Sunday, August 1, 2010

Peace in Forgiveness

(Reproduction of my article in 'The Woman')

We all go through tough times in our lifetimes. Many a times, the grief has been brought upon by someone close to us, causing a lot of frustration and anger to reside within us. If these emotions dwell inside a mind for too long, they end up spoiling the strength and peace of that person. So it is always best to get rid of anger, to forgive the ones who hurt you.

Easier said than done, many would argue. Yes, it is really tough to forgive someone without venting out what you might be holding inside you; without saying what you ought to have said (of course, to get back); and without pointing fingers and hurting them in return. But before you get onto such a path, do ask yourself what the higher gain would be, from such an endeavor. Will you achieve peace or joy? I am sure you will not. When you start to take a step towards blaming others for your sorrows and your state of mind, unfortunately, you are handing them the control of your emotions. Then, you would never find peace until that person completely disappears from the face of earth. Even then, you might end up wishing them to be around to vent out more of your anger onto them. The cycle of pain and accusations would go on.

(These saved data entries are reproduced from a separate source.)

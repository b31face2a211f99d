//! Where finished visitor records go.
//!
//! - [`LocalRecordCache`]: the kiosk's own newest-first list, feeding the dashboard.
//! - [`HttpRecordSink`]: a remote store taking one JSON record per `POST`.
//! - [`RecordFanout`]: submits to both and reports each outcome separately.

pub mod cache;
pub mod error;
pub mod fanout;
pub mod http;
pub mod payload;
pub mod sink;

pub use cache::{LocalRecordCache, RecordSummary};
pub use error::RecordError;
pub use fanout::{RecordFanout, RemoteOutcome, SubmissionReport};
pub use http::HttpRecordSink;
pub use payload::RecordPayload;
pub use sink::RecordSink;
//! Workflow phase tracking.

use serde::Serialize;
use std::fmt;
use svims_scoring::TrustAssessment;

/// Where a visitor's registration currently stands.
///
/// `Intake → CodeRequested → CodeVerified → Capturing → Scored → {Completed | Rejected}`
#[derive(Clone, Copy, Debug, PartialEq, Eq, Hash, Serialize)]
pub enum WorkflowPhase {
    /// Visitor details are being filled in.
    Intake,
    /// A one-time code was sent to the visitor's mobile.
    CodeRequested,
    /// The code was accepted.
    CodeVerified,
    /// Camera is live; stills may be taken, retaken and accepted.
    Capturing,
    /// Trust score computed; waiting to be concluded.
    Scored,
    /// Record emitted. Terminal.
    Completed,
    /// Entry refused; waiting for a security acknowledgment. Terminal.
    Rejected,
}

impl WorkflowPhase {
    pub fn is_terminal(&self) -> bool {
        matches!(self, Self::Completed | Self::Rejected)
    }
}

impl fmt::Display for WorkflowPhase {
    fn fmt(&self, f: &mut fmt::Formatter<'_>) -> fmt::Result {
        fmt::Debug::fmt(self, f)
    }
}

/// Why a visitor ended in [`WorkflowPhase::Rejected`].
#[derive(Clone, Copy, Debug, PartialEq, Eq, Serialize)]
pub enum RejectionReason {
    /// The trust score fell in the Denied band.
    LowTrust(TrustAssessment),
    /// The identity key is on the blocked-visitor list.
    Blocklisted,
}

So, if your ultimate aim is finding peace for yourself, the only key is forgiveness. There might be a long time before you can forgive someone who has betrayed your trust, who has manipulated your feelings, and who has never given you what you deserved. But then, constantly hating them for their actions would still keep you connected to them in a way. Would it not be better to break all relation to people who have caused hurt, even that of hatred or anger? Chetan Bhagat describes it so perfectly in his book ‘Two States’- Forgiveness does not do anything to the wrong doer, but it makes a lot of difference to the sufferer by reducing the baggage they carry on their heads all the time.

Try this simple exercise to know yourself how much difference it would make to your attitude if you learned to forgive. When you are hurt and angry, and you start thinking about the object of your hatred, record the time that those ugly thoughts stay in your mind. Do this for a day. You will be shocked at the result. And now, think of all the constructive things you could have done with that time, had you spent it in a better way.

So next time you feel like cursing someone, observe yourself. Focus on the changes that your body undergoes – change in your breathing, your eyes narrowing, may be reddening of your face. Also, observe what your mind feels afterwards. It feels more irritable, more restless. There is no lifting of baggage, contrary to popular belief. In fact, thinking such negative thoughts about someone actually attracts more negativity hence strengthening the anger and increasing the emotional wreckage. Sometimes, when we vent out negative things by talking about them, we may feel a temporary relief. But soon afterwards, the feelings return, sometimes even with a greater force.

Hence, the best therapy for anger is forgiveness. Whatever someone may have done to you, how much ever times it takes you to accept the situation, yet in the end you have to forgive and then only, you can be at peace. Forgiveness might be tough, but is not impossible to achieve. All you have to do is be aware of the feeling of hatred as soon as it touches you. Then, you have to tell yourself that it is OK to feel hatred but you are not supposed to hang on to that feeling. At that moment, think of some moment of love with someone who still cares for you, or a moment of achievement that gave you real happiness. The hatred will melt away in its own shadow. With practice, you might start associating these good feelings with the person who hurt you and will be able to forgive them, eventually. And with time, that wrong doer will not be able to evoke any negative emotions in you, and you will be able to think about the past without any anger or frustration. Some day, you might even talk about it and not be affected by it. That would be the ultimate peace. After all, forgiveness is the attribute of strong.